NELLY IN THE WILDERNESS

by Lynn Cullen

Pub Date: March 1st, 2002
ISBN: 0-06-029133-8
Publisher: HarperCollins

In a story that spans the four seasons of 1821, 12-year-old Nelly and her older brother, Cornelius, see their family devastated by the death of their mother, turned topsy-turvy by the arrival of their young and bookish stepmother, and enlivened by visits from a most peculiar John Chapman, a neighbor fond of planting apple trees. Set on the Indiana frontier, this has all the elements of a Little House wannabe. Here, though, Pa is gruff and non-communicative, disappearing for months and returning only with his pretty new wife Margery. Said wife brings a trunk full of books but can’t cook the simplest foods. Pa and Cornelius spend a good deal of their time hunting and even bring home a catamount baby that Nelly adopts.

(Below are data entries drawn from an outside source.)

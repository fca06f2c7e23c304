// ─────────────────────────────────────────────────────────────────────
// SCPN TI Envelope — Config
// © 1998–2026 Miroslav Šotek. All rights reserved.
// Contact: www.anulum.li | protoscience@anulum.li
// ORCID: https://orcid.org/0009-0009-3560-0851
// License: GNU AGPL v3 | Commercial licensing available
// ─────────────────────────────────────────────────────────────────────
use crate::constants::{
    DEFAULT_CURRENT_MA, DEFAULT_HEAD_DIR, DEFAULT_OUT_DIR, DEFAULT_PAD_DIMENSIONS_MM,
    DEFAULT_PAD_THICKNESS_MM, DEFAULT_THRESHOLD_V_PER_M, GRAY_MATTER_TAG,
};
use crate::error::{TiError, TiResult};
use serde::{Deserialize, Serialize};
use std::path::{Path, PathBuf};

/// Electrode pad outline.
#[derive(Debug, Clone, Copy, PartialEq, Eq, Default, Serialize, Deserialize)]
#[serde(rename_all = "lowercase")]
pub enum ElectrodeShape {
    Rect,
    #[default]
    Ellipse,
}

/// One anode/cathode pair of a montage file.
/// Currents are not part of the file; they come from the run configuration.
#[derive(Debug, Clone, PartialEq, Serialize, Deserialize)]
pub struct PairConfig {
    /// Landmark label of the positive electrode (e.g. "F5").
    pub anode: String,
    /// Landmark label of the negative electrode (e.g. "P5").
    pub cathode: String,
    #[serde(default)]
    pub shape: ElectrodeShape,
    /// Pad dimensions in mm.
    #[serde(default = "default_dimensions")]
    pub dimensions: [f64; 2],
    /// Layer thickness in mm: `[pad]` or `[gel, pad]`.
    #[serde(default = "default_thickness")]
    pub thickness: Vec<f64>,
}

fn default_dimensions() -> [f64; 2] {
    DEFAULT_PAD_DIMENSIONS_MM
}
fn default_thickness() -> Vec<f64> {
    DEFAULT_PAD_THICKNESS_MM.to_vec()
}

impl PairConfig {
    pub fn new(anode: &str, cathode: &str) -> Self {
        PairConfig {
            anode: anode.to_string(),
            cathode: cathode.to_string(),
            shape: ElectrodeShape::default(),
            dimensions: default_dimensions(),
            thickness: default_thickness(),
        }
    }

    fn validate(&self, idx: usize) -> TiResult<()> {
        if self.anode.trim().is_empty() || self.cathode.trim().is_empty() {
            return Err(TiError::ConfigError(format!(
                "pair[{idx}] requires non-empty anode and cathode labels"
            )));
        }
        if self
            .dimensions
            .iter()
            .any(|d| !d.is_finite() || *d <= 0.0)
        {
            return Err(TiError::ConfigError(format!(
                "pair[{idx}] dimensions must be finite and > 0, got {:?}",
                self.dimensions
            )));
        }
        if self.thickness.is_empty() || self.thickness.len() > 2 {
            return Err(TiError::ConfigError(format!(
                "pair[{idx}] thickness needs 1 or 2 layers, got {}",
                self.thickness.len()
            )));
        }
        if self.thickness.iter().any(|t| !t.is_finite() || *t <= 0.0) {
            return Err(TiError::ConfigError(format!(
                "pair[{idx}] thickness must be finite and > 0, got {:?}",
                self.thickness
            )));
        }
        Ok(())
    }
}

/// Two electrode pairs forming one TI session.
#[derive(Debug, Clone, PartialEq, Serialize, Deserialize)]
pub struct MontageConfig {
    pub pairs: [PairConfig; 2],
}

impl Default for MontageConfig {
    fn default() -> Self {
        MontageConfig {
            pairs: [PairConfig::new("F5", "P5"), PairConfig::new("F6", "P6")],
        }
    }
}

impl MontageConfig {
    /// Load a montage from JSON and check its structure.
    pub fn from_file(path: &Path) -> TiResult<Self> {
        let contents = std::fs::read_to_string(path).map_err(|e| {
            TiError::ConfigError(format!(
                "Failed to read montage file '{}': {e}",
                path.display()
            ))
        })?;
        let montage: Self = serde_json::from_str(&contents)?;
        montage.validate()?;
        Ok(montage)
    }

    /// Structural checks only; current balance is left to the solver.
    pub fn validate(&self) -> TiResult<()> {
        for (idx, pair) in self.pairs.iter().enumerate() {
            pair.validate(idx)?;
        }
        Ok(())
    }
}

/// Everything one run of the workflow needs.
#[derive(Debug, Clone, PartialEq)]
pub struct RunConfig {
    /// Subject model directory (`m2m_<subject>`).
    pub head_dir: PathBuf,
    pub out_dir: PathBuf,
    /// Peak current per electrode (mA).
    pub current_ma: f64,
    /// Focality threshold (V/m).
    pub threshold: f64,
    /// Region tags counted as gray matter for reporting.
    pub gm_tags: Vec<i32>,
    pub montage: MontageConfig,
    /// Optional global direction for the directional envelope.
    pub direction: Option<[f64; 3]>,
    /// Pre-computed field files; when set the solver is not invoked.
    pub field_paths: Option<[PathBuf; 2]>,
}

impl Default for RunConfig {
    fn default() -> Self {
        RunConfig {
            head_dir: PathBuf::from(DEFAULT_HEAD_DIR),
            out_dir: PathBuf::from(DEFAULT_OUT_DIR),
            current_ma: DEFAULT_CURRENT_MA,
            threshold: DEFAULT_THRESHOLD_V_PER_M,
            gm_tags: vec![GRAY_MATTER_TAG],
            montage: MontageConfig::default(),
            direction: None,
            field_paths: None,
        }
    }
}

impl RunConfig {
    pub fn validate(&self) -> TiResult<()> {
        if !self.current_ma.is_finite() {
            return Err(TiError::ConfigError(format!(
                "current must be finite, got {}",
                self.current_ma
            )));
        }
        if !self.threshold.is_finite() || self.threshold < 0.0 {
            return Err(TiError::ConfigError(format!(
                "threshold must be finite and >= 0, got {}",
                self.threshold
            )));
        }
        if self.gm_tags.is_empty() {
            return Err(TiError::ConfigError(
                "at least one gray-matter tag is required".to_string(),
            ));
        }
        if let Some(dir) = self.direction {
            if dir.iter().any(|v| !v.is_finite()) {
                return Err(TiError::ConfigError(format!(
                    "direction must be finite, got {dir:?}"
                )));
            }
        }
        self.montage.validate()
    }

    /// Subject id: `m2m_ernie` → `ernie`, anything else → the directory name.
    pub fn subject_id(&self) -> String {
        subject_id_from_dir(&self.head_dir)
    }
}

pub fn subject_id_from_dir(head_dir: &Path) -> String {
    let name = head_dir
        .file_name()
        .map(|n| n.to_string_lossy().to_string())
        .unwrap_or_else(|| "subject".to_string());
    match name.strip_prefix("m2m_") {
        Some(id) if !id.is_empty() => id.to_string(),
        _ => name,
    }
}

#[cfg(test)]
mod tests {
    use super::*;
    use std::io::Write;

    #[test]
    fn test_default_montage_labels() {
        let montage = MontageConfig::default();
        assert_eq!(montage.pairs[0].anode, "F5");
        assert_eq!(montage.pairs[0].cathode, "P5");
        assert_eq!(montage.pairs[1].anode, "F6");
        assert_eq!(montage.pairs[1].cathode, "P6");
        assert_eq!(montage.pairs[0].shape, ElectrodeShape::Ellipse);
        assert_eq!(montage.pairs[1].thickness, vec![2.0, 1.0]);
        assert!(montage.validate().is_ok());
    }

    #[test]
    fn test_montage_from_file_with_defaults() {
        let mut file = tempfile::NamedTempFile::new().unwrap();
        write!(
            file,
            r#"{{"pairs": [
                {{"anode": "C3", "cathode": "C4", "shape": "rect", "dimensions": [50.0, 30.0]}},
                {{"anode": "Fp1", "cathode": "O2"}}
            ]}}"#
        )
        .unwrap();

        let montage = MontageConfig::from_file(file.path()).unwrap();
        assert_eq!(montage.pairs[0].shape, ElectrodeShape::Rect);
        assert_eq!(montage.pairs[0].dimensions, [50.0, 30.0]);
        assert_eq!(montage.pairs[0].thickness, vec![2.0, 1.0]);
        assert_eq!(montage.pairs[1].anode, "Fp1");
        assert_eq!(montage.pairs[1].shape, ElectrodeShape::Ellipse);
    }

    #[test]
    fn test_montage_rejects_single_pair() {
        let mut file = tempfile::NamedTempFile::new().unwrap();
        write!(file, r#"{{"pairs": [{{"anode": "C3", "cathode": "C4"}}]}}"#).unwrap();
        let err = MontageConfig::from_file(file.path()).unwrap_err();
        assert!(matches!(err, TiError::Json(_)));
    }

    #[test]
    fn test_montage_rejects_bad_geometry() {
        let mut montage = MontageConfig::default();
        montage.pairs[1].dimensions = [40.0, -1.0];
        assert!(matches!(montage.validate(), Err(TiError::ConfigError(_))));

        let mut montage = MontageConfig::default();
        montage.pairs[0].thickness = vec![];
        assert!(montage.validate().is_err());

        let mut montage = MontageConfig::default();
        montage.pairs[0].cathode = "  ".to_string();
        assert!(montage.validate().is_err());
    }

    #[test]
    fn test_missing_montage_file() {
        let err = MontageConfig::from_file(Path::new("/nonexistent/montage.json")).unwrap_err();
        assert!(err.to_string().contains("montage.json"));
    }

    #[test]
    fn test_run_config_defaults() {
        let cfg = RunConfig::default();
        assert_eq!(cfg.head_dir, PathBuf::from("m2m_ernie"));
        assert_eq!(cfg.out_dir, PathBuf::from("TI"));
        assert!((cfg.current_ma - 1.0).abs() < 1e-12);
        assert!((cfg.threshold - 0.2).abs() < 1e-12);
        assert_eq!(cfg.gm_tags, vec![2]);
        assert_eq!(cfg.subject_id(), "ernie");
        assert!(cfg.validate().is_ok());
    }

    #[test]
    fn test_run_config_validation() {
        let cfg = RunConfig {
            threshold: f64::NAN,
            ..RunConfig::default()
        };
        assert!(cfg.validate().is_err());

        let cfg = RunConfig {
            gm_tags: vec![],
            ..RunConfig::default()
        };
        assert!(cfg.validate().is_err());

        let cfg = RunConfig {
            direction: Some([0.0, f64::INFINITY, 0.0]),
            ..RunConfig::default()
        };
        assert!(cfg.validate().is_err());
    }

    #[test]
    fn test_subject_id_from_dir() {
        assert_eq!(subject_id_from_dir(Path::new("/data/m2m_ernie")), "ernie");
        assert_eq!(subject_id_from_dir(Path::new("heads/MNI152")), "MNI152");
        assert_eq!(subject_id_from_dir(Path::new("m2m_")), "m2m_");
    }

    #[test]
    fn test_montage_roundtrip_serialization() {
        let montage = MontageConfig::default();
        let json = serde_json::to_string_pretty(&montage).unwrap();
        let back: MontageConfig = serde_json::from_str(&json).unwrap();
        assert_eq!(montage, back);
    }
}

Pa has killed the mother for her skin and warns Nelly that the adorable creature will grow up to kill. Nelly pays him no mind, to her eventual regret. She even cooks up a rather absurd romance between John Chapman and her stepmother. Needless to say, Nelly grows to appreciate her stepmother’s good points, especially her storytelling and her books. When her baby arrives, it is Nelly who is present and Nelly who promises the dying Margery that she will love and cherish the infant. Cullen works hard to make Nelly an appealing heroine and develops the conflict in Nelly between love for her dead mother and growing respect for the stepmother. There’s also a storyline for brother Cornelius who goes to a nearby abandoned fort ostensibly for schooling but really because of a girl. The father remains a stock, underdeveloped character, and while the hardships and loneliness of frontier life are developed in the story, references to relations with Indians appear thrown in merely for good measure. Pleasant but unsubstantial fare. (Fiction. 8-12)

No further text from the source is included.